Dr. Seuss claimed he was the inspiration for the character, as his wife's health problems and his dismay with the commercialization of Christmas made him feel "very Grinchish" as he looked in the mirror one year on December 26. 

Dr. Seuss wrote the book quickly and was mostly finished with it within a few weeks. Biographers Judith and Neil Morgan wrote that it was the easiest book of his career to write, except for its conclusion. According to Dr. Seuss:

I got hung up getting the Grinch out of the mess. I got into a situation where I sounded like a second-rate preacher or some biblical truism... Finally in desperation... without making any statement whatever, I showed the Grinch and the Whos together at the table, and made a pun of the Grinch carving the 'roast beast'. ... I had gone through thousands of religious choices, and then after three months it came out like that.

By mid-May 1957, the book was finished and in the mail to the Random House offices in New York. In June, Dr. Seuss and Helen took a month-long vacation to Hawaii, where he checked and returned the book's galley proof. The book debuted in December, in both a book version published by Random House and in an issue of Redbook. Dr. Seuss dedicated the book to Theodor "Teddy" Owens, the one-year-old son of his niece, Peggy Owens.

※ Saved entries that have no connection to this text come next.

//! External collaborators
//!
//! The resolver consumes three independently fetched inputs: a member's role,
//! the current workflow, and an entity's stage. This module defines the traits
//! those sources implement and in-memory implementations for tests and
//! single-process embedding.

use async_trait::async_trait;
use serde::{Deserialize, Serialize};
use stagegate_graph::WorkflowGraph;
use stagegate_rbac::{Role, RoleSentinels};
use std::collections::HashMap;
use std::sync::Arc;
use thiserror::Error;
use tokio::sync::RwLock;

/// Store error types.
#[derive(Debug, Error, Clone, PartialEq, Eq)]
pub enum StoreError {
    /// The backing service could not be reached
    #[error("Store not reachable: {0}")]
    NotReachable(String),

    /// The backing service returned an error
    #[error("Store backend error: {0}")]
    Backend(String),
}

/// Result type for store operations.
pub type StoreResult<T> = Result<T, StoreError>;

/// A user together with the role identifier resolved for this check.
#[derive(Debug, Clone, PartialEq, Eq, Hash, Serialize, Deserialize)]
#[serde(rename_all = "camelCase")]
pub struct Member {
    /// User identifier
    pub user_id: String,

    /// Raw role identifier from the role registry
    pub role_id: String,
}

impl Member {
    /// Creates a member.
    pub fn new(user_id: impl Into<String>, role_id: impl Into<String>) -> Self {
        Self {
            user_id: user_id.into(),
            role_id: role_id.into(),
        }
    }

    /// Classify the member's role against a sentinel pair.
    pub fn role(&self, sentinels: &RoleSentinels) -> Role {
        Role::classify(&self.role_id, sentinels)
    }
}

/// The part of an entity the resolver reads.
#[derive(Debug, Clone, PartialEq, Eq, Hash, Serialize, Deserialize)]
#[serde(rename_all = "camelCase")]
pub struct Entity {
    /// Entity identifier
    pub id: String,

    /// Current lifecycle stage, if the entity has one
    #[serde(default, alias = "status")]
    pub stage: Option<String>,
}

impl Entity {
    /// Creates an entity at a stage.
    pub fn new(id: impl Into<String>, stage: impl Into<String>) -> Self {
        Self {
            id: id.into(),
            stage: Some(stage.into()),
        }
    }

    /// Creates an entity without a stage.
    pub fn without_stage(id: impl Into<String>) -> Self {
        Self {
            id: id.into(),
            stage: None,
        }
    }

    /// The stage, if present and non-blank.
    pub fn current_stage(&self) -> Option<&str> {
        self.stage.as_deref().filter(|stage| !stage.trim().is_empty())
    }
}

/// Source of member role identifiers.
#[async_trait]
pub trait RoleRegistry: Send + Sync {
    /// Look up a user's role identifier. `Ok(None)` means not found.
    async fn role_for(&self, user_id: &str) -> StoreResult<Option<String>>;
}

/// Source of workflow definitions.
#[async_trait]
pub trait WorkflowStore: Send + Sync {
    /// Load the current workflow by name. `Ok(None)` means not found.
    async fn load(&self, name: &str) -> StoreResult<Option<WorkflowGraph>>;
}

/// Source of entity stages.
#[async_trait]
pub trait EntityStore: Send + Sync {
    /// Load an entity by id. `Ok(None)` means not found.
    async fn entity(&self, id: &str) -> StoreResult<Option<Entity>>;
}

#[async_trait]
impl<T: RoleRegistry + ?Sized> RoleRegistry for Arc<T> {
    async fn role_for(&self, user_id: &str) -> StoreResult<Option<String>> {
        (**self).role_for(user_id).await
    }
}

#[async_trait]
impl<T: WorkflowStore + ?Sized> WorkflowStore for Arc<T> {
    async fn load(&self, name: &str) -> StoreResult<Option<WorkflowGraph>> {
        (**self).load(name).await
    }
}

#[async_trait]
impl<T: EntityStore + ?Sized> EntityStore for Arc<T> {
    async fn entity(&self, id: &str) -> StoreResult<Option<Entity>> {
        (**self).entity(id).await
    }
}

/// In-memory role registry.
#[derive(Debug, Default)]
pub struct MemoryRoleRegistry {
    roles: RwLock<HashMap<String, String>>,
}

impl MemoryRoleRegistry {
    /// Creates an empty registry.
    pub fn new() -> Self {
        Self::default()
    }

    /// Assign a role to a user, replacing any previous one.
    pub async fn assign(&self, user_id: impl Into<String>, role_id: impl Into<String>) {
        self.roles.write().await.insert(user_id.into(), role_id.into());
    }

    /// Remove a user's role.
    pub async fn revoke(&self, user_id: &str) -> Option<String> {
        self.roles.write().await.remove(user_id)
    }
}

#[async_trait]
impl RoleRegistry for MemoryRoleRegistry {
    async fn role_for(&self, user_id: &str) -> StoreResult<Option<String>> {
        Ok(self.roles.read().await.get(user_id).cloned())
    }
}

/// In-memory workflow store keyed by workflow name.
#[derive(Debug, Default)]
pub struct MemoryWorkflowStore {
    workflows: RwLock<HashMap<String, WorkflowGraph>>,
}

impl MemoryWorkflowStore {
    /// Creates an empty store.
    pub fn new() -> Self {
        Self::default()
    }

    /// Store a workflow under its own name, replacing the previous definition.
    pub async fn put(&self, workflow: WorkflowGraph) {
        self.workflows
            .write()
            .await
            .insert(workflow.name.clone(), workflow);
    }

    /// Remove a workflow.
    pub async fn remove(&self, name: &str) -> Option<WorkflowGraph> {
        self.workflows.write().await.remove(name)
    }
}

#[async_trait]
impl WorkflowStore for MemoryWorkflowStore {
    async fn load(&self, name: &str) -> StoreResult<Option<WorkflowGraph>> {
        Ok(self.workflows.read().await.get(name).cloned())
    }
}

/// In-memory entity store.
#[derive(Debug, Default)]
pub struct MemoryEntityStore {
    entities: RwLock<HashMap<String, Entity>>,
}

impl MemoryEntityStore {
    /// Creates an empty store.
    pub fn new() -> Self {
        Self::default()
    }

    /// Insert or replace an entity.
    pub async fn put(&self, entity: Entity) {
        self.entities.write().await.insert(entity.id.clone(), entity);
    }

    /// Move an entity to another stage.
    ///
    /// Returns `false` if the entity does not exist.
    pub async fn set_stage(&self, id: &str, stage: impl Into<String>) -> bool {
        match self.entities.write().await.get_mut(id) {
            Some(entity) => {
                entity.stage = Some(stage.into());
                true
            }
            None => false,
        }
    }
}

#[async_trait]
impl EntityStore for MemoryEntityStore {
    async fn entity(&self, id: &str) -> StoreResult<Option<Entity>> {
        Ok(self.entities.read().await.get(id).cloned())
    }
}
//! # Stagegate RBAC
//!
//! Role and permission vocabulary for stage-gated workflows.
//!
//! ## Overview
//!
//! The stagegate-rbac crate handles:
//! - **Roles**: Closed classification of registry role identifiers
//! - **Sentinels**: The two reserved identifiers granting master override
//! - **Actions**: What a member can do to an entity at a stage
//! - **Stage Permissions**: The fixed-shape boolean record stored on a stage node
//!
//! ## Architecture
//!
//! ```text
//! role id (string) ──classify──► Role { Ordinary(id) | SuperAdmin(id) | RootAdministrator(id) }
//!
//! StagePermissions = { view, edit, approve, delete, moveStage }
//!                         ▲
//!                    StageAction
//! ```
//!
//! ## Usage
//!
//! ```rust
//! use stagegate_rbac::{Role, StageAction, StagePermissions};
//!
//! let role = Role::parse("Finance");
//! assert!(!role.is_master());
//!
//! let perms = StagePermissions::view_only().with(StageAction::Edit);
//! assert!(perms.allows(StageAction::Edit));
//! assert!(!perms.allows(StageAction::MoveStage));
//! ```
//!
//! ## Integration with stagegate-graph
//!
//! Workflow stage nodes carry a set of allowed role identifiers and an
//! optional [`StagePermissions`] record. Which one applies for a member is
//! decided by the resolver in `stagegate-access`.

pub mod actions;
pub mod permissions;
pub mod roles;

// Re-export main types for convenience
pub use actions::StageAction;
pub use permissions::StagePermissions;
pub use roles::{Role, RoleSentinels, DEFAULT_ROOT_ADMIN, DEFAULT_SUPER_ADMIN};
//! Stream resolution endpoints
//!
//! Always answer 200 with `{"streams": [...]}`; an unresolvable id is an
//! empty list, never an error status.

use axum::{
    extract::{Path, State},
    Json,
};
use std::sync::Arc;

use crate::config::AddonSettings;
use crate::models::StreamsResponse;
use crate::services::addon_config;
use crate::AppState;

/// Ids may arrive as `tt123:1:2.json`
fn strip_json_suffix(id: &str) -> &str {
    id.strip_suffix(".json").unwrap_or(id)
}

async fn resolve(
    state: &AppState,
    content_type: &str,
    id: &str,
    settings: &AddonSettings,
) -> StreamsResponse {
    let id = strip_json_suffix(id);
    tracing::debug!(content_type, "Stream request for {}", id);
    state.aggregator.resolve(id, settings).await
}

/// GET /stream/:type/:id - resolve with the environment settings
pub async fn streams(
    State(state): State<Arc<AppState>>,
    Path((content_type, id)): Path<(String, String)>,
) -> Json<StreamsResponse> {
    Json(resolve(&state, &content_type, &id, &state.settings).await)
}

/// GET /:config/stream/:type/:id - resolve with the request config overlaid
pub async fn configured_streams(
    State(state): State<Arc<AppState>>,
    Path((config, content_type, id)): Path<(String, String, String)>,
) -> Json<StreamsResponse> {
    let settings = state.settings.overlay(&addon_config::decode(&config));
    Json(resolve(&state, &content_type, &id, &settings).await)
}
//! Name normalization for channel names and anime search titles
//!
//! `normalize` is the comparison form (lower-cased), `display` keeps case.
//! Both are total and idempotent.

use lazy_static::lazy_static;
use regex::Regex;

lazy_static! {
    static ref WHITESPACE: Regex = Regex::new(r"\s+").unwrap();
    static ref PAREN_SUFFIX: Regex = Regex::new(r"\s*\(\d+\)$").unwrap();
    static ref LETTER_SUFFIX: Regex = Regex::new(r"\s+\.[a-zA-Z]$").unwrap();
    static ref PARENTHESIZED: Regex = Regex::new(r"\s*\([^)]*\)").unwrap();
    static ref LANGUAGE_TAGS: Regex = Regex::new(r"(?i)\s*\((ita|cr)\)|\b(ita|cr)\b").unwrap();

    /// Replacements applied before searching anime catalogues. Longer
    /// phrases precede their prefixes.
    static ref SEARCH_ALIASES: Vec<(Regex, &'static str)> = [
        ("Attack on Titan OAD", "L'attacco dei Giganti: Il taccuino di Ilse"),
        ("Attack on Titan", "L'attacco dei Giganti"),
        ("Ore dake Level Up na Ken", "Solo Leveling"),
        ("Solo Leveling 2", "Solo Leveling 2:"),
        ("Shippuuden", "Shippuden"),
        ("Naruto:", "Naruto"),
        ("Season", ""),
        ("-", ""),
    ]
    .iter()
    .map(|(pattern, replacement)| {
        (
            Regex::new(&format!(r"(?i){}", regex::escape(pattern))).unwrap(),
            *replacement,
        )
    })
    .collect();
}

/// Fold typographic apostrophes and quotes to their ASCII forms
pub fn fold_punctuation(text: &str) -> String {
    text.chars()
        .map(|c| match c {
            '\u{2018}' | '\u{2019}' | '\u{201B}' | '\u{2032}' | '\u{02BC}' | '`' => '\'',
            '\u{201C}' | '\u{201D}' | '\u{201E}' | '\u{2033}' => '"',
            '\u{2010}' | '\u{2011}' | '\u{2013}' | '\u{2014}' => '-',
            other => other,
        })
        .collect()
}

/// Collapse runs of whitespace to one space and trim
pub fn collapse_whitespace(text: &str) -> String {
    WHITESPACE.replace_all(text.trim(), " ").into_owned()
}

/// Display form: punctuation folded, whitespace collapsed, case preserved
pub fn display(text: &str) -> String {
    collapse_whitespace(&fold_punctuation(text))
}

/// Comparison form: display form, lower-cased
pub fn normalize(text: &str) -> String {
    display(text).to_lowercase()
}

/// Key used for variant matching against the link cache: upper-cased and
/// whitespace-collapsed
pub fn channel_key(name: &str) -> String {
    collapse_whitespace(name).to_uppercase()
}

/// "Rai 1 (2)" -> "Rai 1", "Rai 1 .B" -> "Rai 1"
pub fn strip_variant_suffix(name: &str) -> String {
    let trimmed = collapse_whitespace(name);
    let without_letter = LETTER_SUFFIX.replace(&trimmed, "");
    PAREN_SUFFIX.replace(&without_letter, "").trim().to_string()
}

/// Apply the search alias table, returning a display-form query
pub fn search_title(title: &str) -> String {
    let mut out = display(title);
    for (pattern, replacement) in SEARCH_ALIASES.iter() {
        out = pattern.replace_all(&out, *replacement).into_owned();
    }
    collapse_whitespace(&out)
}

/// Remove every parenthesized group
pub fn strip_parentheses(text: &str) -> String {
    collapse_whitespace(&PARENTHESIZED.replace_all(text, ""))
}

/// Remove `(ITA)`, `(CR)`, `ITA`, `CR` markers
pub fn strip_language_tags(text: &str) -> String {
    collapse_whitespace(&LANGUAGE_TAGS.replace_all(text, ""))
}

/// Upper-case the first letter
pub fn capitalize(text: &str) -> String {
    let mut chars = text.chars();
    match chars.next() {
        Some(first) => first.to_uppercase().chain(chars).collect(),
        None => String::new(),
    }
}

#[cfg(test)]
mod tests {
    use super::*;

    #[test]
    fn test_normalize_folds_and_collapses() {
        assert_eq!(normalize("  L’attacco   dei\tGiganti "), "l'attacco dei giganti");
        assert_eq!(display("  Rai   1 "), "Rai 1");
    }

    #[test]
    fn test_normalize_is_idempotent() {
        let samples = [
            "  Rai 1 (2) ",
            "L’Attacco “dei” Giganti",
            "\u{00A0}Sky  Sport\u{2014}F1 ",
            "",
            "İstanbul",
            "Ore dake Level Up na Ken",
        ];
        for sample in samples {
            let once = normalize(sample);
            assert_eq!(normalize(&once), once, "normalize({:?})", sample);
            let shown = display(sample);
            assert_eq!(display(&shown), shown, "display({:?})", sample);
        }
    }

    #[test]
    fn test_strip_variant_suffix() {
        assert_eq!(strip_variant_suffix("Rai 1 (2)"), "Rai 1");
        assert_eq!(strip_variant_suffix("Rai 1 .B"), "Rai 1");
        assert_eq!(strip_variant_suffix("Rai 1"), "Rai 1");
    }

    #[test]
    fn test_channel_key() {
        assert_eq!(channel_key(" Rai  1 "), "RAI 1");
    }

    #[test]
    fn test_search_title_aliases() {
        assert_eq!(search_title("Attack on Titan"), "L'attacco dei Giganti");
        assert_eq!(search_title("Naruto Shippuuden"), "Naruto Shippuden");
        assert_eq!(search_title("Ore dake Level Up na Ken"), "Solo Leveling");
        assert_eq!(search_title("Spy x Family Season 2"), "Spy x Family 2");
    }

    #[test]
    fn test_language_tags_and_capitalize() {
        assert_eq!(strip_language_tags("One Piece (ITA)"), "One Piece");
        assert_eq!(strip_language_tags("Crayon Shin-chan CR"), "Crayon Shin-chan");
        assert_eq!(strip_parentheses("Bleach (2004) (ITA)"), "Bleach");
        assert_eq!(capitalize("one piece"), "One piece");
        assert_eq!(capitalize(""), "");
    }
}
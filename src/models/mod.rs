mod cache;
mod channel;
mod stream;

pub use cache::*;
pub use channel::*;
pub use stream::*;
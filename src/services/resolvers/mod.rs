//! Upstream resolvers
//!
//! Each resolver turns a parsed request into zero or more candidates and
//! never fails outward: upstream errors are logged and yield no candidates.

pub mod anime;
pub mod anime_saturn;
pub mod anime_unity;
pub mod live;
pub mod media;

use async_trait::async_trait;

use crate::config::AddonSettings;
use crate::models::{ResolutionRequest, StreamCandidate};

pub use anime::EpisodicResolver;
pub use anime_saturn::AnimeSaturnSource;
pub use anime_unity::AnimeUnitySource;
pub use live::LiveResolver;
pub use media::MediaResolver;

/// Which variants a resolver returns when it can produce both a direct
/// and a proxied link
#[derive(Debug, Clone, Copy, PartialEq, Eq)]
pub enum LinkPolicy {
    /// Proxied first, then direct
    Both,
    Proxied,
    Direct,
}

impl LinkPolicy {
    pub fn for_settings(settings: &AddonSettings) -> Self {
        if settings.both_links {
            LinkPolicy::Both
        } else if settings.media_flow().is_some() {
            LinkPolicy::Proxied
        } else {
            LinkPolicy::Direct
        }
    }

    pub fn wants_proxied(&self) -> bool {
        matches!(self, LinkPolicy::Both | LinkPolicy::Proxied)
    }

    pub fn wants_direct(&self) -> bool {
        matches!(self, LinkPolicy::Both | LinkPolicy::Direct)
    }
}

/// Per-request settings shared by every resolver
#[derive(Debug, Clone)]
pub struct ResolveContext {
    pub settings: AddonSettings,
    pub policy: LinkPolicy,
}

impl ResolveContext {
    pub fn new(settings: AddonSettings) -> Self {
        let policy = LinkPolicy::for_settings(&settings);
        Self { settings, policy }
    }
}

#[async_trait]
pub trait StreamResolver: Send + Sync {
    /// Name used in logs and metrics
    fn name(&self) -> &'static str;

    /// Whether this resolver is enabled for the request settings
    fn applies(&self, _ctx: &ResolveContext) -> bool {
        true
    }

    async fn resolve(&self, request: &ResolutionRequest, ctx: &ResolveContext)
        -> Vec<StreamCandidate>;
}
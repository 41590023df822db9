//! AnimeUnity source, driven through its scraper script

use async_trait::async_trait;
use serde::Deserialize;
use serde_json::Value;
use std::collections::HashSet;
use tracing::debug;

use super::anime::{AnimeEpisode, AnimeHit, AnimeSource, StreamDescriptor};
use super::ResolveContext;
use crate::config::AddonSettings;
use crate::error::ResolveError;
use crate::models::StreamCandidate;
use crate::services::normalizer::normalize;
use crate::services::script::{args, ScriptRunner};

pub const SOURCE_TAG: &str = "StreamViX AU";

#[derive(Debug, Deserialize)]
struct SearchResult {
    #[serde(default)]
    id: Value,
    #[serde(default)]
    slug: Option<String>,
    #[serde(default)]
    name: Option<String>,
}

#[derive(Debug, Deserialize)]
struct EpisodeResult {
    #[serde(default)]
    id: Value,
    #[serde(default)]
    number: Value,
    #[serde(default)]
    name: Option<String>,
}

#[derive(Debug, Default, Deserialize)]
struct StreamResult {
    #[serde(default)]
    embed_url: Option<String>,
    #[serde(default)]
    mp4_url: Option<String>,
}

/// Scalar JSON id as text; null, empty and zero ids are absent
fn id_text(value: &Value) -> Option<String> {
    match value {
        Value::String(s) if !s.trim().is_empty() => Some(s.trim().to_string()),
        Value::Number(n) if n.as_u64() != Some(0) => Some(n.to_string()),
        _ => None,
    }
}

/// Merge sub and dub results, dropping entries without name or id and
/// duplicates by name + id
fn merge_results(batches: Vec<Vec<SearchResult>>) -> Vec<AnimeHit> {
    let mut seen = HashSet::new();
    let mut out = Vec::new();
    for result in batches.into_iter().flatten() {
        let (Some(name), Some(id)) = (result.name.filter(|n| !n.is_empty()), id_text(&result.id))
        else {
            continue;
        };
        if !seen.insert(format!("{}|{}", name, id)) {
            continue;
        }
        out.push(AnimeHit {
            title: name,
            reference: id,
            slug: result.slug,
        });
    }
    out
}

/// Queries tried in order when the full title finds nothing
pub fn retry_queries(query: &str) -> Vec<String> {
    let mut out = Vec::new();
    if query.contains('\'') {
        out.push(query.replace('\'', ""));
    }
    if let Some((before, _)) = query.split_once('(') {
        out.push(before.trim().to_string());
    }
    let words: Vec<&str> = query.split(' ').collect();
    if words.len() > 3 {
        out.push(words[..3].join(" "));
    }

    let mut unique: Vec<String> = Vec::new();
    for candidate in out {
        if !candidate.is_empty() && candidate != query && !unique.contains(&candidate) {
            unique.push(candidate);
        }
    }
    unique
}

/// Hit title must be the query itself or its `(ITA)` / `(CR)` release
pub fn is_exact_release(title: &str, query: &str) -> bool {
    let base = normalize(query);
    let title = normalize(title);
    [
        base.clone(),
        format!("{} (ita)", base),
        format!("{} (cr)", base),
        format!("{} (ita) (cr)", base),
    ]
    .contains(&title)
}

pub struct AnimeUnitySource {
    runner: ScriptRunner,
}

impl AnimeUnitySource {
    pub fn new(runner: ScriptRunner) -> Self {
        Self { runner }
    }

    /// Sub and dub searches run together; either failing counts as empty
    async fn search_all(&self, query: &str) -> Vec<AnimeHit> {
        let sub_args = args(["search", "--query", query]);
        let dub_args = args(["search", "--query", query, "--dubbed"]);
        let (sub, dub) = tokio::join!(
            self.runner.run_json::<Vec<SearchResult>>(&sub_args),
            self.runner.run_json::<Vec<SearchResult>>(&dub_args),
        );

        let sub = sub.unwrap_or_else(|e| {
            debug!("AnimeUnity sub search failed for '{}': {}", query, e);
            Vec::new()
        });
        let dub = dub.unwrap_or_else(|e| {
            debug!("AnimeUnity dub search failed for '{}': {}", query, e);
            Vec::new()
        });
        debug!(sub = sub.len(), dub = dub.len(), "AnimeUnity search '{}'", query);

        merge_results(vec![sub, dub])
    }
}

#[async_trait]
impl AnimeSource for AnimeUnitySource {
    fn name(&self) -> &'static str {
        "animeunity"
    }

    fn source_tag(&self) -> &'static str {
        SOURCE_TAG
    }

    fn enabled(&self, settings: &AddonSettings) -> bool {
        settings.anime_unity_enabled
    }

    async fn search(
        &self,
        query: &str,
        _mal_id: Option<&str>,
    ) -> Result<Vec<AnimeHit>, ResolveError> {
        let hits = self.search_all(query).await;
        if !hits.is_empty() {
            return Ok(hits);
        }

        for retry in retry_queries(query) {
            let hits = self.search_all(&retry).await;
            if !hits.is_empty() {
                debug!("AnimeUnity found results with '{}'", retry);
                return Ok(hits);
            }
        }
        Ok(Vec::new())
    }

    fn filter_hits(&self, hits: Vec<AnimeHit>, query: &str, _mal_id: Option<&str>) -> Vec<AnimeHit> {
        hits.into_iter()
            .filter(|hit| is_exact_release(&hit.title, query))
            .collect()
    }

    async fn episodes(&self, hit: &AnimeHit) -> Result<Vec<AnimeEpisode>, ResolveError> {
        let episodes: Vec<EpisodeResult> = self
            .runner
            .run_json(&args(["get_episodes", "--anime-id", hit.reference.as_str()]))
            .await
            .map_err(|e| e.into_resolve_error("animeunity"))?;

        Ok(episodes
            .into_iter()
            .filter_map(|e| {
                let reference = id_text(&e.id)?;
                let number = id_text(&e.number)?;
                Some(AnimeEpisode {
                    reference,
                    number: number.parse().ok(),
                    title: e.name.unwrap_or_else(|| number.clone()),
                })
            })
            .collect())
    }

    async fn stream(
        &self,
        hit: &AnimeHit,
        episode: &AnimeEpisode,
        _ctx: &ResolveContext,
    ) -> Result<StreamDescriptor, ResolveError> {
        let slug = hit.slug.as_deref().unwrap_or_default();
        let result: StreamResult = self
            .runner
            .run_json(&args([
                "get_stream",
                "--anime-id",
                hit.reference.as_str(),
                "--anime-slug",
                slug,
                "--episode-id",
                episode.reference.as_str(),
            ]))
            .await
            .map_err(|e| e.into_resolve_error("animeunity"))?;

        Ok(StreamDescriptor {
            url: result.mp4_url.filter(|u| !u.is_empty()),
            embed_url: result.embed_url.filter(|u| !u.is_empty()),
            ..Default::default()
        })
    }

    /// mp4 through the MediaFlow stream proxy when configured, plus the
    /// embed page when both links were requested
    fn candidates(
        &self,
        descriptor: StreamDescriptor,
        title: &str,
        ctx: &ResolveContext,
    ) -> Vec<StreamCandidate> {
        let Some(mp4) = descriptor.url else {
            return Vec::new();
        };

        let url = match ctx.settings.media_flow() {
            Some(proxy) => proxy.stream_url(&mp4),
            None => mp4,
        };
        let mut out = vec![StreamCandidate::new(self.source_tag(), title, url).not_web_ready()];

        if ctx.settings.both_links {
            if let Some(embed) = descriptor.embed_url {
                out.push(
                    StreamCandidate::new(self.source_tag(), format!("[E] {}", title), embed).not_web_ready(),
                );
            }
        }
        out
    }
}
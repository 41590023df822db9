//! Subprocess collaborators
//!
//! Channel listing and the anime catalogues are driven through Python helper
//! scripts that print JSON (or a bare URL) on stdout.

use serde::de::DeserializeOwned;
use std::path::PathBuf;
use std::process::Stdio;
use std::time::Duration;
use thiserror::Error;
use tokio::process::Command;
use tracing::debug;

use crate::error::ResolveError;

/// Script execution errors
#[derive(Debug, Error)]
pub enum ScriptError {
    #[error("failed to spawn {program}: {source}")]
    Spawn {
        program: String,
        #[source]
        source: std::io::Error,
    },

    #[error("timed out after {0:?}")]
    Timeout(Duration),

    #[error("exited with {code:?}: {stderr}")]
    Exit { code: Option<i32>, stderr: String },

    #[error("invalid output: {0}")]
    Parse(String),
}

/// Runs one helper script through the configured interpreter
#[derive(Debug, Clone)]
pub struct ScriptRunner {
    program: String,
    script: PathBuf,
    timeout: Duration,
}

impl ScriptRunner {
    pub fn new(program: &str, script: impl Into<PathBuf>, timeout: Duration) -> Self {
        Self {
            program: program.to_string(),
            script: script.into(),
            timeout,
        }
    }

    pub fn script_name(&self) -> String {
        self.script
            .file_name()
            .map(|n| n.to_string_lossy().to_string())
            .unwrap_or_default()
    }

    /// Run the script and return trimmed stdout
    pub async fn run(&self, args: &[String]) -> Result<String, ScriptError> {
        self.run_with_timeout(args, self.timeout).await
    }

    pub async fn run_with_timeout(
        &self,
        args: &[String],
        timeout: Duration,
    ) -> Result<String, ScriptError> {
        debug!(script = %self.script_name(), ?args, "Running helper script");

        let child = Command::new(&self.program)
            .arg(&self.script)
            .args(args)
            .stdin(Stdio::null())
            .stdout(Stdio::piped())
            .stderr(Stdio::piped())
            .kill_on_drop(true)
            .output();

        let output = tokio::time::timeout(timeout, child)
            .await
            .map_err(|_| ScriptError::Timeout(timeout))?
            .map_err(|source| ScriptError::Spawn {
                program: self.program.clone(),
                source,
            })?;

        if !output.status.success() {
            let stderr = String::from_utf8_lossy(&output.stderr);
            return Err(ScriptError::Exit {
                code: output.status.code(),
                stderr: stderr.chars().take(500).collect(),
            });
        }

        Ok(String::from_utf8_lossy(&output.stdout).trim().to_string())
    }

    /// Run the script and parse stdout as JSON
    pub async fn run_json<T: DeserializeOwned>(&self, args: &[String]) -> Result<T, ScriptError> {
        let stdout = self.run(args).await?;
        parse_json_output(&stdout)
    }
}

/// Parse JSON from script output, tolerating log lines before the payload
pub fn parse_json_output<T: DeserializeOwned>(stdout: &str) -> Result<T, ScriptError> {
    if let Ok(value) = serde_json::from_str(stdout) {
        return Ok(value);
    }

    let start = stdout
        .find(|c| c == '[' || c == '{')
        .ok_or_else(|| ScriptError::Parse("no JSON payload".to_string()))?;
    serde_json::from_str(&stdout[start..]).map_err(|e| ScriptError::Parse(e.to_string()))
}

/// Build an owned argument list
pub fn args<const N: usize>(values: [&str; N]) -> Vec<String> {
    values.iter().map(|v| v.to_string()).collect()
}

impl ScriptError {
    pub fn into_resolve_error(self, upstream: &str) -> ResolveError {
        ResolveError::upstream(upstream, self)
    }
}

#[cfg(test)]
mod tests {
    use super::*;

    #[test]
    fn test_parse_json_output_skips_log_lines() {
        let stdout = "loading session...\n[{\"name\":\"Rai 1\",\"url\":\"https://x\"}]";
        let parsed: Vec<serde_json::Value> = parse_json_output(stdout).unwrap();
        assert_eq!(parsed[0]["name"], "Rai 1");
    }

    #[test]
    fn test_parse_json_output_rejects_plain_text() {
        let parsed: Result<Vec<serde_json::Value>, _> = parse_json_output("nothing here");
        assert!(matches!(parsed, Err(ScriptError::Parse(_))));
    }

    #[test]
    fn test_args_helper() {
        assert_eq!(
            args(["search", "--query", "Bleach"]),
            vec!["search".to_string(), "--query".into(), "Bleach".into()]
        );
    }

    #[tokio::test]
    async fn test_missing_interpreter_is_spawn_error() {
        let runner = ScriptRunner::new(
            "/nonexistent/interpreter",
            "helper.py",
            Duration::from_secs(1),
        );
        let result = runner.run(&[]).await;
        assert!(matches!(result, Err(ScriptError::Spawn { .. })));
    }
}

As of 2005, the book had been translated into nine languages, including Latin as Quomodo Invidiosulus Nomine Grinchus Christi Natalem Abrogaverit. The translation was published in October 1998 by Bolchazy-Carducci Publishers Inc.

Reception
M. S. Libby, writing in the New York Herald Tribune, compared the book favorably to Dr. Seuss's earlier works: "His peculiar and original genius in line and word is always the same, yet, so rich are the variations he plays on his themes, always fresh and amusing." Kirkus Reviews wrote, "Youngsters will be in transports over the goofy gaiety of Dr. Seuss's first book about a villain." The reviewer called the Grinch "easily the best Christmas-cad since Scrooge." Ellen Lewis Buell, in her review in The New York Times, praised the book's handling of its moral, as well as its illustrations and verse. She wrote:

Even if you prefer Dr. Seuss in a purely antic mood, you must admit that if there's a moral to be pointed out, no one can do it more gaily. The reader is swept along by the ebullient rhymes and the weirdly zany pictures until he is limp with relief when the Grinch reforms and, like the latter, mellow with good feelings.

The review for The Saturday Review of Literature stated: "The inimitable Dr. Seuss has brought off a fresh triumph in his new picture book... The verse is as lively and the pages are as bright and colorful as anyone could wish." The reviewer suggested that parents and older siblings reading the book to young children would also enjoy its moral and humor. Charlotte Jackson of the San Francisco Chronicle called the book "wonderful fantasy, in the true Dr. Seuss manner, with pictures in the Christmas colors."

Analysis
Some writers, including Dr. Seuss, have made a connection between the Grinch and Dr. Seuss. In the story, the Grinch laments that he has had to put up with the Whos' celebration of Christmas for 53 years. As both Thomas Fensch and Charles Cohen note, Dr. Seuss was 53 when he wrote and published the book. Dr. Seuss asserted the connection in an article in the December 1957 edition of Redbook: "I was brushing my teeth on the morning of the 26th of last December when I noticed a very Grinch-ish countenance in the mirror. It was Seuss! So I wrote about my sour friend, the Grinch, to see if I could rediscover something about Christmas that obviously I'd lost." Seuss's step-daughter, Lark Dimond-Cates, stated in a speech in 2003, "I always thought the Cat... was Ted on his good days, and the Grinch was Ted on his bad days." Cohen notes that Seuss drove a car with a license plate that read "GRINCH".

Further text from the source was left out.